• [Problem description]: Go through the entries one line at a time, and gather every line that has the word "backend".

• [Records for the exercise]:
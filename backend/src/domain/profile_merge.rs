//! Profile merge: the single place that reconciles the employee record, the
//! sparse teacher profile and admin membership into a [`UserProfile`].
//!
//! The function is pure. It performs no I/O, reads no clock and yields the
//! same output for the same inputs, so callers may invoke it per request or
//! per directory row without caching.

use std::fmt;

use super::teacher_profile::present;
use super::{AdminSet, Employee, TeacherProfile, UserProfile};

/// Why a profile cannot be rendered yet; callers route to onboarding.
#[derive(Debug, Clone, Copy, PartialEq, Eq)]
pub enum ProfileIncomplete {
    /// No teacher profile row exists for the employee.
    Missing,
    /// The row exists but `program` is absent or blank.
    ProgramMissing,
}

impl fmt::Display for ProfileIncomplete {
    fn fmt(&self, f: &mut fmt::Formatter<'_>) -> fmt::Result {
        match self {
            Self::Missing => write!(f, "teacher profile has not been created"),
            Self::ProgramMissing => write!(f, "teacher profile has no program"),
        }
    }
}

impl std::error::Error for ProfileIncomplete {}

fn text(value: &Option<String>) -> String {
    present(value).map(str::to_owned).unwrap_or_default()
}

fn first_present(candidates: &[&Option<String>]) -> String {
    candidates
        .iter()
        .find_map(|candidate| present(candidate))
        .map(str::to_owned)
        .unwrap_or_default()
}

/// Best contact address for a profile: `official_email`, then legacy
/// `email`.
///
/// Also usable on incomplete profiles, e.g. when emailing an employee who has
/// not finished onboarding.
pub fn contact_email(profile: &TeacherProfile) -> Option<&str> {
    present(&profile.official_email).or_else(|| present(&profile.email))
}

/// Merge the stored records for one employee.
///
/// Field precedence:
/// - `official_email`: `official_email`, then legacy `email`.
/// - `communication_address` and `permanent_address`: the split field, then
///   legacy `address`.
/// - `full_name`: profile, then employee record.
///
/// A value counts as present only when it is non-blank after trimming, so a
/// blank new field falls through to its legacy counterpart.
///
/// # Examples
/// ```
/// use backend::domain::{merge_profile, AdminSet, Employee, TeacherProfile};
///
/// let employee = Employee::try_from_strings("EMP001", "Jane").unwrap();
/// let profile = TeacherProfile {
///     program: Some("CSE".into()),
///     email: Some("jane@x.com".into()),
///     ..TeacherProfile::default()
/// };
/// let admins: AdminSet = [employee.employee_id().clone()].into_iter().collect();
///
/// let merged = merge_profile(&employee, Some(&profile), &admins).unwrap();
/// assert_eq!(merged.official_email, "jane@x.com");
/// assert!(merged.is_admin);
/// assert!(merged.education.is_empty());
/// ```
pub fn merge_profile(
    employee: &Employee,
    profile: Option<&TeacherProfile>,
    admins: &AdminSet,
) -> Result<UserProfile, ProfileIncomplete> {
    let profile = profile.ok_or(ProfileIncomplete::Missing)?;
    let program = present(&profile.program).ok_or(ProfileIncomplete::ProgramMissing)?;

    let full_name = present(&profile.full_name)
        .unwrap_or_else(|| employee.full_name().as_ref())
        .to_owned();

    Ok(UserProfile {
        employee_id: employee.employee_id().to_string(),
        full_name,
        is_admin: admins.contains(employee.employee_id()),

        program: program.to_owned(),
        designation: text(&profile.designation),
        department: text(&profile.department),
        date_of_joining: text(&profile.date_of_joining),
        date_of_birth: text(&profile.date_of_birth),
        gender: text(&profile.gender),
        blood_group: text(&profile.blood_group),
        nationality: text(&profile.nationality),
        highest_qualification: text(&profile.highest_qualification),
        specialization: text(&profile.specialization),
        about: text(&profile.about),
        photo_url: text(&profile.photo_url),

        official_email: contact_email(profile).map(str::to_owned).unwrap_or_default(),
        personal_email: text(&profile.personal_email),
        phone: text(&profile.phone),
        alternate_phone: text(&profile.alternate_phone),

        communication_address: first_present(&[&profile.communication_address, &profile.address]),
        permanent_address: first_present(&[&profile.permanent_address, &profile.address]),

        pan_number: text(&profile.pan_number),
        aadhaar_number: text(&profile.aadhaar_number),
        orcid_id: text(&profile.orcid_id),
        scopus_id: text(&profile.scopus_id),
        vidwan_id: text(&profile.vidwan_id),

        teaching_experience_years: profile.teaching_experience_years.unwrap_or_default(),
        industry_experience_years: profile.industry_experience_years.unwrap_or_default(),
        research_experience_years: profile.research_experience_years.unwrap_or_default(),

        education: profile.education.clone().unwrap_or_default(),
        experience_teaching: profile.experience_teaching.clone().unwrap_or_default(),
        experience_admin: profile.experience_admin.clone().unwrap_or_default(),
        publications: profile.publications.clone().unwrap_or_default(),
        projects: profile.projects.clone().unwrap_or_default(),
        awards: profile.awards.clone().unwrap_or_default(),
        events: profile.events.clone().unwrap_or_default(),
        memberships: profile.memberships.clone().unwrap_or_default(),

        student_interaction: profile.student_interaction.clone().unwrap_or_default(),
        social_links: profile.social_links.clone().unwrap_or_default(),
    })
}

#[cfg(test)]
mod tests;
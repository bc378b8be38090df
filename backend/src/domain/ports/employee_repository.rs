//! Port for the employee record store.
//!
//! Creation and deletion span the profile and admin stores as well; adapters
//! must apply each as a single atomic unit so a failure never leaves an
//! employee half-created or half-deleted.

use async_trait::async_trait;

use crate::domain::{AdminRole, Employee, EmployeeId, PasswordHash, TeacherProfile};

use super::define_port_error;

define_port_error! {
    /// Errors raised by employee repository adapters.
    pub enum EmployeeRepositoryError {
        /// Repository connection could not be established.
        Connection { message: String } =>
            "employee repository connection failed: {message}",
        /// Query or mutation failed during execution.
        Query { message: String } =>
            "employee repository query failed: {message}",
        /// An employee with the same identifier already exists.
        DuplicateEmployeeId { employee_id: String } =>
            "employee {employee_id} already exists",
    }
}

/// Everything written when an employee is created.
#[derive(Debug, Clone, PartialEq, Eq)]
pub struct NewEmployeeRecord {
    pub employee: Employee,
    pub password_hash: PasswordHash,
    /// Profile row written alongside the employee, if any.
    pub profile: Option<TeacherProfile>,
    /// Admin membership written alongside the employee, if any.
    pub admin_role: Option<AdminRole>,
}

#[cfg_attr(test, mockall::automock)]
#[async_trait]
pub trait EmployeeRepository: Send + Sync {
    /// Fetch an employee by identifier.
    async fn find_by_id(
        &self,
        employee_id: &EmployeeId,
    ) -> Result<Option<Employee>, EmployeeRepositoryError>;

    /// Fetch the stored password hash for credential checks.
    async fn find_password_hash(
        &self,
        employee_id: &EmployeeId,
    ) -> Result<Option<PasswordHash>, EmployeeRepositoryError>;

    /// All employees ordered by identifier.
    async fn list(&self) -> Result<Vec<Employee>, EmployeeRepositoryError>;

    /// Insert the employee plus optional profile and admin rows atomically.
    ///
    /// Returns [`EmployeeRepositoryError::DuplicateEmployeeId`] when the key
    /// is taken; nothing is written in that case.
    async fn create(&self, record: &NewEmployeeRecord) -> Result<(), EmployeeRepositoryError>;

    /// Delete the profile, admin membership and employee rows, in that
    /// order, atomically.
    ///
    /// Returns `false` when no employee row existed.
    async fn delete(&self, employee_id: &EmployeeId) -> Result<bool, EmployeeRepositoryError>;
}

/// Fixture implementation used when no database is configured.
///
/// Lookups find nothing and writes are discarded.
#[derive(Debug, Default, Clone, Copy)]
pub struct FixtureEmployeeRepository;

#[async_trait]
impl EmployeeRepository for FixtureEmployeeRepository {
    async fn find_by_id(
        &self,
        _employee_id: &EmployeeId,
    ) -> Result<Option<Employee>, EmployeeRepositoryError> {
        Ok(None)
    }

    async fn find_password_hash(
        &self,
        _employee_id: &EmployeeId,
    ) -> Result<Option<PasswordHash>, EmployeeRepositoryError> {
        Ok(None)
    }

    async fn list(&self) -> Result<Vec<Employee>, EmployeeRepositoryError> {
        Ok(Vec::new())
    }

    async fn create(&self, _record: &NewEmployeeRecord) -> Result<(), EmployeeRepositoryError> {
        Ok(())
    }

    async fn delete(&self, _employee_id: &EmployeeId) -> Result<bool, EmployeeRepositoryError> {
        Ok(false)
    }
}
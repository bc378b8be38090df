//! Conversion between [`TeacherProfile`] and its table row.
//!
//! Scalars map column for column. Lists and nested objects are JSONB; a
//! document that no longer decodes is reported with its column name rather
//! than silently dropped.

use serde::Serialize;
use serde::de::DeserializeOwned;
use serde_json::Value;

use crate::domain::ports::TeacherProfileRepositoryError;
use crate::domain::{EmployeeId, TeacherProfile};

use super::models::TeacherProfileRow;

type RowResult<T> = Result<T, TeacherProfileRepositoryError>;

fn encode<T: Serialize>(field: &'static str, value: Option<&T>) -> RowResult<Option<Value>> {
    value
        .map(serde_json::to_value)
        .transpose()
        .map_err(|err| TeacherProfileRepositoryError::document(field, err.to_string()))
}

fn decode<T: DeserializeOwned>(field: &'static str, value: Option<Value>) -> RowResult<Option<T>> {
    match value {
        None | Some(Value::Null) => Ok(None),
        Some(document) => serde_json::from_value(document)
            .map(Some)
            .map_err(|err| TeacherProfileRepositoryError::document(field, err.to_string())),
    }
}

fn years_to_db(field: &'static str, years: Option<u32>) -> RowResult<Option<i32>> {
    years
        .map(i32::try_from)
        .transpose()
        .map_err(|_| TeacherProfileRepositoryError::document(field, "value out of range"))
}

fn years_from_db(field: &'static str, years: Option<i32>) -> RowResult<Option<u32>> {
    years
        .map(u32::try_from)
        .transpose()
        .map_err(|_| TeacherProfileRepositoryError::document(field, "negative year count"))
}

/// Row for `employee_id` carrying every field of `profile`.
pub(crate) fn profile_to_row(
    employee_id: &EmployeeId,
    profile: &TeacherProfile,
) -> RowResult<TeacherProfileRow> {
    let p = profile.clone();
    Ok(TeacherProfileRow {
        employee_id: employee_id.as_ref().to_owned(),
        teaching_experience_years: years_to_db(
            "teachingExperienceYears",
            p.teaching_experience_years,
        )?,
        industry_experience_years: years_to_db(
            "industryExperienceYears",
            p.industry_experience_years,
        )?,
        research_experience_years: years_to_db(
            "researchExperienceYears",
            p.research_experience_years,
        )?,
        education: encode("education", p.education.as_ref())?,
        experience_teaching: encode("experienceTeaching", p.experience_teaching.as_ref())?,
        experience_admin: encode("experienceAdmin", p.experience_admin.as_ref())?,
        publications: encode("publications", p.publications.as_ref())?,
        projects: encode("projects", p.projects.as_ref())?,
        awards: encode("awards", p.awards.as_ref())?,
        events: encode("events", p.events.as_ref())?,
        memberships: encode("memberships", p.memberships.as_ref())?,
        student_interaction: encode("studentInteraction", p.student_interaction.as_ref())?,
        social_links: encode("socialLinks", p.social_links.as_ref())?,
        full_name: p.full_name,
        program: p.program,
        designation: p.designation,
        department: p.department,
        date_of_joining: p.date_of_joining,
        date_of_birth: p.date_of_birth,
        gender: p.gender,
        blood_group: p.blood_group,
        nationality: p.nationality,
        highest_qualification: p.highest_qualification,
        specialization: p.specialization,
        about: p.about,
        photo_url: p.photo_url,
        official_email: p.official_email,
        email: p.email,
        personal_email: p.personal_email,
        phone: p.phone,
        alternate_phone: p.alternate_phone,
        address: p.address,
        communication_address: p.communication_address,
        permanent_address: p.permanent_address,
        pan_number: p.pan_number,
        aadhaar_number: p.aadhaar_number,
        orcid_id: p.orcid_id,
        scopus_id: p.scopus_id,
        vidwan_id: p.vidwan_id,
    })
}

/// Owner and profile decoded from a stored row.
pub(crate) fn row_to_profile(row: TeacherProfileRow) -> RowResult<(EmployeeId, TeacherProfile)> {
    let employee_id = EmployeeId::new(&row.employee_id).map_err(|err| {
        TeacherProfileRepositoryError::query(format!("stored employee id is invalid: {err}"))
    })?;
    let profile = TeacherProfile {
        teaching_experience_years: years_from_db(
            "teachingExperienceYears",
            row.teaching_experience_years,
        )?,
        industry_experience_years: years_from_db(
            "industryExperienceYears",
            row.industry_experience_years,
        )?,
        research_experience_years: years_from_db(
            "researchExperienceYears",
            row.research_experience_years,
        )?,
        education: decode("education", row.education)?,
        experience_teaching: decode("experienceTeaching", row.experience_teaching)?,
        experience_admin: decode("experienceAdmin", row.experience_admin)?,
        publications: decode("publications", row.publications)?,
        projects: decode("projects", row.projects)?,
        awards: decode("awards", row.awards)?,
        events: decode("events", row.events)?,
        memberships: decode("memberships", row.memberships)?,
        student_interaction: decode("studentInteraction", row.student_interaction)?,
        social_links: decode("socialLinks", row.social_links)?,
        full_name: row.full_name,
        program: row.program,
        designation: row.designation,
        department: row.department,
        date_of_joining: row.date_of_joining,
        date_of_birth: row.date_of_birth,
        gender: row.gender,
        blood_group: row.blood_group,
        nationality: row.nationality,
        highest_qualification: row.highest_qualification,
        specialization: row.specialization,
        about: row.about,
        photo_url: row.photo_url,
        official_email: row.official_email,
        email: row.email,
        personal_email: row.personal_email,
        phone: row.phone,
        alternate_phone: row.alternate_phone,
        address: row.address,
        communication_address: row.communication_address,
        permanent_address: row.permanent_address,
        pan_number: row.pan_number,
        aadhaar_number: row.aadhaar_number,
        orcid_id: row.orcid_id,
        scopus_id: row.scopus_id,
        vidwan_id: row.vidwan_id,
    };
    Ok((employee_id, profile))
}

• [Response to this task]:
filename backend/src/domain/profile_merge.rs
/// use backend::domain::{merge_profile, AdminSet, Employee, TeacherProfile};
filename backend/src/domain/ports/employee_repository.rs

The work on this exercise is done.